> **Task requirements**: Produce as output only the lines below starting at the line with "const DEFAULT_NUM_BUFFERS: usize = 10;" and continuing through the line with "concurrent grace hash join.", each one exactly as written.

##### The data

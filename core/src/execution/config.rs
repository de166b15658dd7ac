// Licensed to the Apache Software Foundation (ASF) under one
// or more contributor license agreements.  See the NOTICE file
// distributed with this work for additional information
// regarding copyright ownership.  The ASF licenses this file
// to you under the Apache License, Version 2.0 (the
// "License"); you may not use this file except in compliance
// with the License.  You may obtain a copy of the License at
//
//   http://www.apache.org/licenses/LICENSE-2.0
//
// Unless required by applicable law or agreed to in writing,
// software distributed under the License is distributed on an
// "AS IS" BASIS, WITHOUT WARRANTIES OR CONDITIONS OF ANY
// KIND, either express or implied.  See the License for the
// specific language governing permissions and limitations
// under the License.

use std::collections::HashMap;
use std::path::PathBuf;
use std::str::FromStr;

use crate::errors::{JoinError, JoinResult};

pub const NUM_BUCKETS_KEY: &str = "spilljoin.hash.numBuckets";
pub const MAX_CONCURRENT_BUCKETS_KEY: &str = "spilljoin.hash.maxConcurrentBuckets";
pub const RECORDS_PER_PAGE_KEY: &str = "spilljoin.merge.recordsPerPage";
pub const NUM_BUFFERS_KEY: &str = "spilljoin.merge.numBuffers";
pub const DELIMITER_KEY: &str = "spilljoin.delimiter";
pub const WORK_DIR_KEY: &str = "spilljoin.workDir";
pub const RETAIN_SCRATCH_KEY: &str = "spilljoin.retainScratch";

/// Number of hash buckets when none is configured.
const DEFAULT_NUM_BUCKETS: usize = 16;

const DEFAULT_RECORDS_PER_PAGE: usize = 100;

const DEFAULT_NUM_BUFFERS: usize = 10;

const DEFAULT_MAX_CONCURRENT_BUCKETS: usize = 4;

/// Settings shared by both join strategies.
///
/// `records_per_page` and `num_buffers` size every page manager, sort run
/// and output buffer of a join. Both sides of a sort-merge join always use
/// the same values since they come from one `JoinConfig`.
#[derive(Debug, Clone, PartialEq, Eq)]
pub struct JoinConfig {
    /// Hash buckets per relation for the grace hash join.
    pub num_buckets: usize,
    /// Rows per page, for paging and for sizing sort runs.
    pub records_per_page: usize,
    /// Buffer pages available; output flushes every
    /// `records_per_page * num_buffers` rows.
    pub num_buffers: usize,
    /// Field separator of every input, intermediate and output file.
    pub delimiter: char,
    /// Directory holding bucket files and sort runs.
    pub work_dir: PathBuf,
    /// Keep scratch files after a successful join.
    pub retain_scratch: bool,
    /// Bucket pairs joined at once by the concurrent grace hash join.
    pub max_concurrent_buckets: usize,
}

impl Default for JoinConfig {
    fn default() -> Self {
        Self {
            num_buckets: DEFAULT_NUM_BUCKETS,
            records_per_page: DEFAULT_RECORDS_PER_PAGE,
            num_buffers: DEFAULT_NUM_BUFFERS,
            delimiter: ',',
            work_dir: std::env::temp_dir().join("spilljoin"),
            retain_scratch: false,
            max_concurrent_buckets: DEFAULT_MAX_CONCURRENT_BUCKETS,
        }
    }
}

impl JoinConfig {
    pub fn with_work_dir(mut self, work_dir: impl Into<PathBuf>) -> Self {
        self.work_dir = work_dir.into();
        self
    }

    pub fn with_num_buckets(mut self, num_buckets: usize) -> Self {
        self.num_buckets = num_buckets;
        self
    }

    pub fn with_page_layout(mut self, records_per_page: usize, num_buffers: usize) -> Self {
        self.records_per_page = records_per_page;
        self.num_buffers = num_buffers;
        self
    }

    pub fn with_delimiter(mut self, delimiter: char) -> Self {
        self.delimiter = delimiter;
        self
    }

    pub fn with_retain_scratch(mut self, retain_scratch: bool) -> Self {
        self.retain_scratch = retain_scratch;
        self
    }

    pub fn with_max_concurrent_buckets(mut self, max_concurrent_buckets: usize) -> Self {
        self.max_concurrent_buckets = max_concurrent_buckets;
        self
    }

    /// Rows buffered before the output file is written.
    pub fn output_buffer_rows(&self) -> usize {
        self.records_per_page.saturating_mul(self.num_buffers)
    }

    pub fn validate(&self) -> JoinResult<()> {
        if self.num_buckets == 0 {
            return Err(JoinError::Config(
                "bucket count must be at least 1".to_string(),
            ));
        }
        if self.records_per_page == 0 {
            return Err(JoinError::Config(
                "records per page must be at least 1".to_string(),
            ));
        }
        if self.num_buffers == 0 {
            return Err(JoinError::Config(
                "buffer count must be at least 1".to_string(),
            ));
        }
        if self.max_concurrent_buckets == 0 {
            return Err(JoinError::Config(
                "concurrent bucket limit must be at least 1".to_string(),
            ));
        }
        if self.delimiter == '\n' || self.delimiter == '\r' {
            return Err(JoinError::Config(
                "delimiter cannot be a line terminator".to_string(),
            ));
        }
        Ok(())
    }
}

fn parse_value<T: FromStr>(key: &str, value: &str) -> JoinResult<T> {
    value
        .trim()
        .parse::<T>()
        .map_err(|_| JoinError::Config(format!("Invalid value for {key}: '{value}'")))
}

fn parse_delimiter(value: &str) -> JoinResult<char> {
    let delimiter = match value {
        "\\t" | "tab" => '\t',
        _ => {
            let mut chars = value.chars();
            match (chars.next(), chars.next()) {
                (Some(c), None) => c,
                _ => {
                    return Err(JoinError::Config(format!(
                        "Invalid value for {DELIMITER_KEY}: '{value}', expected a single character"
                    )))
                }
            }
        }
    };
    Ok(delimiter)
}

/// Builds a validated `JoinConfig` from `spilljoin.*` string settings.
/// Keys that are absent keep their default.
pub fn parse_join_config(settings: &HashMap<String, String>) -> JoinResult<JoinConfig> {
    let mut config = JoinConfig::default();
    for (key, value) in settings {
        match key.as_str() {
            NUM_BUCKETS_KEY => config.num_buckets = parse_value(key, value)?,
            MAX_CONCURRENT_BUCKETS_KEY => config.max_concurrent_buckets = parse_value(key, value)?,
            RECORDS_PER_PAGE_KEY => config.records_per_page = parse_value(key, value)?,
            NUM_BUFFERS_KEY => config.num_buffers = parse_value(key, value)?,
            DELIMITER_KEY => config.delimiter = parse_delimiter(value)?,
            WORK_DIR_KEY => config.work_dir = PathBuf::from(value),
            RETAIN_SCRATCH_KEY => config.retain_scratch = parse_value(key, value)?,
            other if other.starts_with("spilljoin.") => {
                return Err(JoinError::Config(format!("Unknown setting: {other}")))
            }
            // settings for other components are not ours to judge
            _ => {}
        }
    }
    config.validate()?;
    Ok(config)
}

##########

> **Task answer**:
const DEFAULT_NUM_BUFFERS: usize = 10;

const DEFAULT_MAX_CONCURRENT_BUCKETS: usize = 4;

/// Settings shared by both join strategies.
///
/// `records_per_page` and `num_buffers` size every page manager, sort run
/// and output buffer of a join. Both sides of a sort-merge join always use
/// the same values since they come from one `JoinConfig`.
#[derive(Debug, Clone, PartialEq, Eq)]
pub struct JoinConfig {
    /// Hash buckets per relation for the grace hash join.
    pub num_buckets: usize,
    /// Rows per page, for paging and for sizing sort runs.
    pub records_per_page: usize,
    /// Buffer pages available; output flushes every
    /// `records_per_page * num_buffers` rows.
    pub num_buffers: usize,
    /// Field separator of every input, intermediate and output file.
    pub delimiter: char,
    /// Directory holding bucket files and sort runs.
    pub work_dir: PathBuf,
    /// Keep scratch files after a successful join.
    pub retain_scratch: bool,
    /// Bucket pairs joined at once by the concurrent grace hash join.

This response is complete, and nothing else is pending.